Manifestantes pedem libertação de Aung San Suu Kyi em Mianmar

Manifestantes em Mianmar estão exigindo que Aung San Suu Kyi seja liberada antes do seu período de detenção expirar na segunda-feira.

Grandes protestos contra militares foram realizados na maior cidade do país, Yangon, na capital Naypyitaw e em outros locais de Mianmar no sábado, pelo oitavo dia consecutivo.

Em Naypyitaw, vários monges budistas se juntaram a manifestações, segurando imagens de Aung San Suu Kyi e gritando pela libertação imediata da líder de fato e do presidente.

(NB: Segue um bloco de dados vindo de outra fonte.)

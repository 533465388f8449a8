//! Derive macro producing table snapshots.
//!
//! This crate provides `#[derive(Describe)]`, which implements
//! `colspec_migrate::snapshot::Describe` for a struct so that its current
//! snapshot can be diffed against a stored baseline.

use proc_macro::TokenStream;
use proc_macro2::TokenStream as TokenStream2;
use quote::quote;
use syn::ext::IdentExt;
use syn::meta::ParseNestedMeta;
use syn::{parse_macro_input, Attribute, Data, DeriveInput, Expr, Fields, Ident, Lit, Meta};

/// Derives `Describe` for a struct with named fields.
///
/// Each field becomes one snapshot entry keyed by the Rust field name, so
/// renaming the column through `#[column(name = "...")]` is detected as a
/// rename rather than a drop and an add.
///
/// # Attributes
///
/// - `#[table(name = "table_name")]` - Specifies the SQL table name (optional,
///   defaults to snake_case of struct name)
///
/// # Field Attributes
///
/// - `#[column(name = "column_name")]` - Specifies the SQL column name
///   (optional, defaults to field name)
/// - `#[column(spec = "field:<type> [clauses]")]` - Constraint spec. Fields
///   without one are virtual and never become columns.
///
/// # Example
///
/// ```rust,ignore
/// #[derive(Describe)]
/// #[table(name = "users")]
/// struct User {
///     #[column(spec = "field:bigserial not null primary key")]
///     id: i64,
///     #[column(name = "email_address", spec = "field:text not null unique")]
///     email: String,
///     session: Option<String>,
/// }
/// ```
#[proc_macro_derive(Describe, attributes(table, column))]
pub fn derive_describe(input: TokenStream) -> TokenStream {
    let input = parse_macro_input!(input as DeriveInput);
    derive_describe_impl(&input)
        .unwrap_or_else(|e| e.to_compile_error())
        .into()
}

fn derive_describe_impl(input: &DeriveInput) -> syn::Result<TokenStream2> {
    let struct_name = &input.ident;
    let table_name = get_table_name(&input.attrs, struct_name)?;

    let fields = match &input.data {
        Data::Struct(data) => match &data.fields {
            Fields::Named(fields) => &fields.named,
            _ => {
                return Err(syn::Error::new_spanned(
                    input,
                    "Describe derive only supports structs with named fields",
                ));
            }
        },
        _ => {
            return Err(syn::Error::new_spanned(
                input,
                "Describe derive only supports structs",
            ));
        }
    };

    let mut entries: Vec<TokenStream2> = Vec::new();
    for field in fields {
        let Some(ident) = field.ident.as_ref() else {
            continue;
        };
        let id = ident.unraw().to_string();
        let attrs = parse_column_attrs(&field.attrs)?;
        let name = attrs.name.unwrap_or_else(|| id.clone());
        let spec = attrs.spec.unwrap_or_default();

        entries.push(quote! {
            .with_field(
                #id,
                ::colspec_migrate::snapshot::FieldDescriptor::new(#name, #spec),
            )
        });
    }

    let (impl_generics, ty_generics, where_clause) = input.generics.split_for_impl();

    Ok(quote! {
        impl #impl_generics ::colspec_migrate::snapshot::Describe
            for #struct_name #ty_generics #where_clause
        {
            const TABLE_NAME: &'static str = #table_name;

            fn describe() -> ::colspec_migrate::snapshot::Snapshot {
                ::colspec_migrate::snapshot::Snapshot::new()
                    #(#entries)*
            }
        }
    })
}

#[derive(Default)]
struct ColumnAttrs {
    name: Option<String>,
    spec: Option<String>,
}

fn get_table_name(attrs: &[Attribute], struct_name: &Ident) -> syn::Result<String> {
    for attr in attrs {
        if attr.path().is_ident("table") {
            let mut table_name = None;
            attr.parse_nested_meta(|meta| {
                if meta.path.is_ident("name") {
                    table_name = parse_str_value(&meta)?;
                    Ok(())
                } else {
                    Err(meta.error("unsupported table attribute, expected `name`"))
                }
            })?;
            if let Some(name) = table_name {
                return Ok(name);
            }
        }
    }
    // Default to snake_case of struct name
    Ok(to_snake_case(&struct_name.to_string()))
}

fn parse_column_attrs(attrs: &[Attribute]) -> syn::Result<ColumnAttrs> {
    let mut result = ColumnAttrs::default();

    for attr in attrs {
        if attr.path().is_ident("column") {
            // Handle empty attribute like #[column]
            if matches!(attr.meta, Meta::Path(_)) {
                continue;
            }

            attr.parse_nested_meta(|meta| {
                if meta.path.is_ident("name") {
                    result.name = parse_str_value(&meta)?;
                } else if meta.path.is_ident("spec") {
                    result.spec = parse_str_value(&meta)?;
                } else {
                    return Err(meta.error("unsupported column attribute, expected `name` or `spec`"));
                }
                Ok(())
            })?;
        }
    }

    Ok(result)
}

fn parse_str_value(meta: &ParseNestedMeta<'_>) -> syn::Result<Option<String>> {
    let value: Expr = meta.value()?.parse()?;
    if let Expr::Lit(lit) = value {
        if let Lit::Str(s) = lit.lit {
            return Ok(Some(s.value()));
        }
    }
    Err(meta.error("expected a string literal"))
}

fn to_snake_case(s: &str) -> String {
    let mut result = String::new();
    for (i, c) in s.chars().enumerate() {
        if c.is_uppercase() {
            if i > 0 {
                result.push('_');
            }
            result.push(c.to_ascii_lowercase());
        } else {
            result.push(c);
        }
    }
    result
}
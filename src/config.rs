//! Configuration for typewitness.

use serde::{Deserialize, Serialize};
use std::path::PathBuf;

/// Thresholds for the scoring pipeline.
///
/// Passed explicitly into evaluation so hosts and tests can exercise
/// boundary values directly.
#[derive(Debug, Clone, Copy, PartialEq, Serialize, Deserialize)]
pub struct AnalyzerConfig {
    /// Paste actions strictly above this count classify paste activity as High
    pub paste_event_threshold: usize,

    /// Mean inter-keystroke interval (ms) below this reads as bot-like speed
    pub typing_speed_threshold_ms: f64,

    /// Scores strictly above this flag the text as AI-generated
    pub flag_threshold: u8,
}

impl Default for AnalyzerConfig {
    fn default() -> Self {
        Self {
            paste_event_threshold: 3,
            typing_speed_threshold_ms: 300.0,
            flag_threshold: 70,
        }
    }
}

/// Main configuration for the CLI.
#[derive(Debug, Clone, Serialize, Deserialize)]
pub struct Config {
    /// Scoring thresholds
    pub analyzer: AnalyzerConfig,

    /// Which input event kinds to forward during replay
    pub sources: SourceConfig,

    /// Path for exporting verdict reports
    pub export_path: PathBuf,

    /// Path for storing collection stats
    pub data_path: PathBuf,
}

impl Default for Config {
    fn default() -> Self {
        let data_dir = dirs::data_local_dir()
            .unwrap_or_else(|| PathBuf::from("."))
            .join("typewitness");

        Self {
            analyzer: AnalyzerConfig::default(),
            sources: SourceConfig::default(),
            export_path: data_dir.join("reports"),
            data_path: data_dir,
        }
    }
}

impl Config {
    /// Load configuration from the default location.
    pub fn load() -> Result<Self, ConfigError> {
        let config_path = Self::config_path();

        if config_path.exists() {
            let content = std::fs::read_to_string(&config_path)
                .map_err(|e| ConfigError::IoError(e.to_string()))?;
            let config: Config = serde_json::from_str(&content)
                .map_err(|e| ConfigError::ParseError(e.to_string()))?;
            Ok(config)
        } else {
            Ok(Self::default())
        }
    }

    /// Save configuration to the default location.
    pub fn save(&self) -> Result<(), ConfigError> {
        let config_path = Self::config_path();

        // Ensure parent directory exists
        if let Some(parent) = config_path.parent() {
            std::fs::create_dir_all(parent).map_err(|e| ConfigError::IoError(e.to_string()))?;
        }

        let content = serde_json::to_string_pretty(self)
            .map_err(|e| ConfigError::SerializeError(e.to_string()))?;

        std::fs::write(&config_path, content).map_err(|e| ConfigError::IoError(e.to_string()))?;

        Ok(())
    }

    /// Get the path to the configuration file.
    pub fn config_path() -> PathBuf {
        dirs::config_dir()
            .unwrap_or_else(|| PathBuf::from("."))
            .join("typewitness")
            .join("config.json")
    }

    /// Ensure all required directories exist.
    pub fn ensure_directories(&self) -> Result<(), ConfigError> {
        std::fs::create_dir_all(&self.export_path)
            .map_err(|e| ConfigError::IoError(e.to_string()))?;
        std::fs::create_dir_all(&self.data_path)
            .map_err(|e| ConfigError::IoError(e.to_string()))?;
        Ok(())
    }
}

/// Configuration for which input event kinds to forward.
#[derive(Debug, Clone, Serialize, Deserialize)]
pub struct SourceConfig {
    pub keystrokes: bool,
    pub pastes: bool,
}

impl Default for SourceConfig {
    fn default() -> Self {
        Self {
            keystrokes: true,
            pastes: true,
        }
    }
}

impl SourceConfig {
    /// Parse source configuration from a comma-separated string.
    pub fn from_csv(s: &str) -> Self {
        let sources: Vec<String> = s.split(',').map(|s| s.trim().to_lowercase()).collect();

        Self {
            keystrokes: sources.iter().any(|s| s == "keystrokes" || s == "all"),
            pastes: sources.iter().any(|s| s == "pastes" || s == "all"),
        }
    }

    /// Check if at least one source is enabled.
    pub fn any_enabled(&self) -> bool {
        self.keystrokes || self.pastes
    }
}

/// Configuration errors.
#[derive(Debug)]
pub enum ConfigError {
    IoError(String),
    ParseError(String),
    SerializeError(String),
}

impl std::fmt::Display for ConfigError {
    fn fmt(&self, f: &mut std::fmt::Formatter<'_>) -> std::fmt::Result {
        match self {
            ConfigError::IoError(e) => write!(f, "IO error: {e}"),
            ConfigError::ParseError(e) => write!(f, "Parse error: {e}"),
            ConfigError::SerializeError(e) => write!(f, "Serialize error: {e}"),
        }
    }
}

impl std::error::Error for ConfigError {}

#[cfg(test)]
mod tests {
    use super::*;

    #[test]
    fn test_analyzer_defaults() {
        let config = AnalyzerConfig::default();
        assert_eq!(config.paste_event_threshold, 3);
        assert_eq!(config.typing_speed_threshold_ms, 300.0);
        assert_eq!(config.flag_threshold, 70);
    }

    #[test]
    fn test_source_config_parsing() {
        let config = SourceConfig::from_csv("keystrokes,pastes");
        assert!(config.keystrokes);
        assert!(config.pastes);

        let config = SourceConfig::from_csv("keystrokes");
        assert!(config.keystrokes);
        assert!(!config.pastes);

        let config = SourceConfig::from_csv("all");
        assert!(config.keystrokes);
        assert!(config.pastes);

        let config = SourceConfig::from_csv("none");
        assert!(!config.any_enabled());
    }

    #[test]
    fn test_default_config() {
        let config = Config::default();
        assert!(config.sources.keystrokes);
        assert!(config.sources.pastes);
        assert_eq!(config.analyzer, AnalyzerConfig::default());
    }

    #[test]
    fn test_analyzer_config_round_trips_through_json() {
        let config = AnalyzerConfig {
            paste_event_threshold: 1,
            typing_speed_threshold_ms: 150.0,
            flag_threshold: 50,
        };
        let json = serde_json::to_string(&config).unwrap();
        let back: AnalyzerConfig = serde_json::from_str(&json).unwrap();
        assert_eq!(back, config);
    }
}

Acredita-se que Aung San Suu Kyi e o presidente Win Myint estejam em prisão domiciliar desde que foram detidos pela junta no dia 1º de fevereiro.

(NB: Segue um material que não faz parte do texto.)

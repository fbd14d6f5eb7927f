//! Verdict report building.
//!
//! A `VerdictReport` is the exportable record of one evaluation: session
//! summary, extracted features, per-rule score breakdown, and the verdict,
//! together with the thresholds that produced it. Reports carry timing,
//! counts, and lengths only - never composed text or clipboard contents.

use crate::config::AnalyzerConfig;
use crate::core::features::{compute_features, SessionFeatures};
use crate::core::score::{score_features, ScoreBreakdown, Verdict};
use crate::core::session::{KeyEventCounts, TypingSession};
use chrono::Utc;
use serde::{Deserialize, Serialize};
use std::collections::HashMap;
use uuid::Uuid;

/// The current report format version.
pub const REPORT_VERSION: &str = "1.0";

/// The name of this producer.
pub const PRODUCER_NAME: &str = "typewitness";

/// Producer metadata embedded in every report.
#[derive(Debug, Clone, Serialize, Deserialize)]
pub struct ReportProducer {
    /// Name of the producing software
    pub name: String,
    /// Version of the producing software
    pub version: String,
    /// Unique instance identifier (UUID)
    #[serde(skip_serializing_if = "Option::is_none")]
    pub instance_id: Option<String>,
}

/// Raw-count summary of the evaluated session.
#[derive(Debug, Clone, Serialize, Deserialize)]
pub struct SessionSummary {
    /// Keystrokes observed
    pub keystrokes: u64,
    /// Inter-keystroke intervals recorded (keystrokes minus one, or zero)
    pub intervals_recorded: usize,
    /// Paste actions observed
    pub paste_events: usize,
    /// Total characters delivered via paste
    pub pasted_chars: usize,
    /// Edit-key counts
    pub key_events: KeyEventCounts,
}

/// Exportable record of one evaluation.
#[derive(Debug, Clone, Serialize, Deserialize)]
pub struct VerdictReport {
    /// Report schema version
    pub report_version: String,
    /// When the evaluation ran (RFC3339)
    pub computed_at_utc: String,
    /// Producer metadata
    pub producer: ReportProducer,
    /// Host-derived device identifier
    pub device_id: String,
    /// Timezone tag for the timestamps
    pub timezone: String,
    /// Session counts
    pub session: SessionSummary,
    /// Extracted features
    pub features: SessionFeatures,
    /// Per-rule score contributions
    pub score: ScoreBreakdown,
    /// Final classification
    pub verdict: Verdict,
    /// Thresholds the evaluation ran with
    pub thresholds: AnalyzerConfig,
    /// Additional metadata
    #[serde(skip_serializing_if = "Option::is_none")]
    pub meta: Option<HashMap<String, serde_json::Value>>,
}

/// Builder for verdict reports.
pub struct ReportBuilder {
    instance_id: Uuid,
    device_id: String,
    session_id: Option<String>,
}

impl ReportBuilder {
    /// Create a new report builder with a unique instance ID.
    pub fn new() -> Self {
        // Device ID from hostname, same scheme as the session payloads
        // upstream consumers already understand.
        let host = hostname::get()
            .map(|h| h.to_string_lossy().to_string())
            .unwrap_or_else(|_| "unknown".to_string());
        let instance_id = Uuid::new_v4();
        let device_id = format!("witness-{}-{}", host, &instance_id.to_string()[..8]);

        Self {
            instance_id,
            device_id,
            session_id: None,
        }
    }

    /// Set the session ID for generated reports.
    pub fn with_session_id(mut self, session_id: String) -> Self {
        self.session_id = Some(session_id);
        self
    }

    /// Get the instance ID.
    pub fn instance_id(&self) -> Uuid {
        self.instance_id
    }

    /// Get the device ID.
    pub fn device_id(&self) -> &str {
        &self.device_id
    }

    /// Evaluate a session and build the report.
    pub fn build(&self, session: &TypingSession, config: &AnalyzerConfig) -> VerdictReport {
        let features = compute_features(session, config);
        let score = score_features(&features, config);
        let verdict = score.verdict(config);

        let mut meta = HashMap::new();
        if let Some(ref session_id) = self.session_id {
            meta.insert(
                "session_id".to_string(),
                serde_json::Value::String(session_id.clone()),
            );
        }
        meta.insert(
            "edit_key_total".to_string(),
            serde_json::Value::Number(serde_json::Number::from(session.key_events().total())),
        );

        VerdictReport {
            report_version: REPORT_VERSION.to_string(),
            computed_at_utc: Utc::now().to_rfc3339(),
            producer: ReportProducer {
                name: PRODUCER_NAME.to_string(),
                version: env!("CARGO_PKG_VERSION").to_string(),
                instance_id: Some(self.instance_id.to_string()),
            },
            device_id: self.device_id.clone(),
            timezone: chrono_tz::Tz::UTC.to_string(),
            session: SessionSummary {
                keystrokes: session.keystroke_count(),
                intervals_recorded: session.intervals().len(),
                paste_events: session.paste_count(),
                pasted_chars: session.paste_events().iter().sum(),
                key_events: session.key_events(),
            },
            features,
            score,
            verdict,
            thresholds: *config,
            meta: Some(meta),
        }
    }

    /// Build and serialize a report to JSON.
    pub fn build_json(&self, session: &TypingSession, config: &AnalyzerConfig) -> String {
        let report = self.build(session, config);
        serde_json::to_string_pretty(&report).unwrap_or_else(|_| "{}".to_string())
    }
}

impl Default for ReportBuilder {
    fn default() -> Self {
        Self::new()
    }
}

#[cfg(test)]
mod tests {
    use super::*;

    fn sample_session() -> TypingSession {
        let mut session = TypingSession::new();
        for ts in [0u64, 50, 100, 150, 200] {
            session.record_keystroke("a", false, ts);
        }
        session.record_keystroke("Backspace", false, 260);
        for _ in 0..5 {
            session.record_paste(300);
        }
        session
    }

    #[test]
    fn test_builder_instance_ids_are_unique() {
        let builder1 = ReportBuilder::new();
        let builder2 = ReportBuilder::new();
        assert_ne!(builder1.instance_id(), builder2.instance_id());
    }

    #[test]
    fn test_report_contents() {
        let builder = ReportBuilder::new();
        let config = AnalyzerConfig::default();
        let report = builder.build(&sample_session(), &config);

        assert_eq!(report.report_version, REPORT_VERSION);
        assert_eq!(report.producer.name, PRODUCER_NAME);
        assert_eq!(report.session.keystrokes, 6);
        assert_eq!(report.session.intervals_recorded, 5);
        assert_eq!(report.session.paste_events, 5);
        assert_eq!(report.session.pasted_chars, 1500);
        assert_eq!(report.session.key_events.backspace, 1);
        assert_eq!(report.score.total, 100);
        assert_eq!(report.verdict, Verdict::AiGenerated);
        assert_eq!(report.thresholds, config);
    }

    #[test]
    fn test_report_carries_session_id_in_meta() {
        let builder = ReportBuilder::new().with_session_id("SESS-42".to_string());
        let report = builder.build(&TypingSession::new(), &AnalyzerConfig::default());

        let meta = report.meta.as_ref().unwrap();
        assert_eq!(meta["session_id"], "SESS-42");
    }

    #[test]
    fn test_report_json_fields() {
        let builder = ReportBuilder::new();
        let json = builder.build_json(&sample_session(), &AnalyzerConfig::default());

        assert!(json.contains("report_version"));
        assert!(json.contains("computed_at_utc"));
        assert!(json.contains("producer"));
        assert!(json.contains("device_id"));
        assert!(json.contains("mean_interval_ms"));
        assert!(json.contains("fast_typing"));
        assert!(json.contains("\"AI-Generated\""));
    }

    #[test]
    fn test_report_round_trips_through_json() {
        let builder = ReportBuilder::new();
        let config = AnalyzerConfig::default();
        let report = builder.build(&sample_session(), &config);

        let json = serde_json::to_string(&report).unwrap();
        let back: VerdictReport = serde_json::from_str(&json).unwrap();
        assert_eq!(back.verdict, report.verdict);
        assert_eq!(back.score, report.score);
        assert_eq!(back.session.keystrokes, report.session.keystrokes);
    }
}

Uma corte determinou que eles devem ficar detidos até 15 de fevereiro.

Um integrante da Liga Nacional pela Democracia, liderada por Aung San Suu Kyi, conversou com a NHK por telefone.

Ele afirmou que caso ela não seja convocada à corte até segunda-feira, as acusações atribuídas pelos militares como base de sua detenção se tornariam inválidas. Disse também que Aung San Suu Kyi poderá ser libertada se os militares respeitarem a lei.

O general das forças militares, Min Aung Hlaing, que assumiu o governo após o golpe, tem enfatizado que os militares agem sob as leis.

Manifestações contra os militares devem continuar no domingo.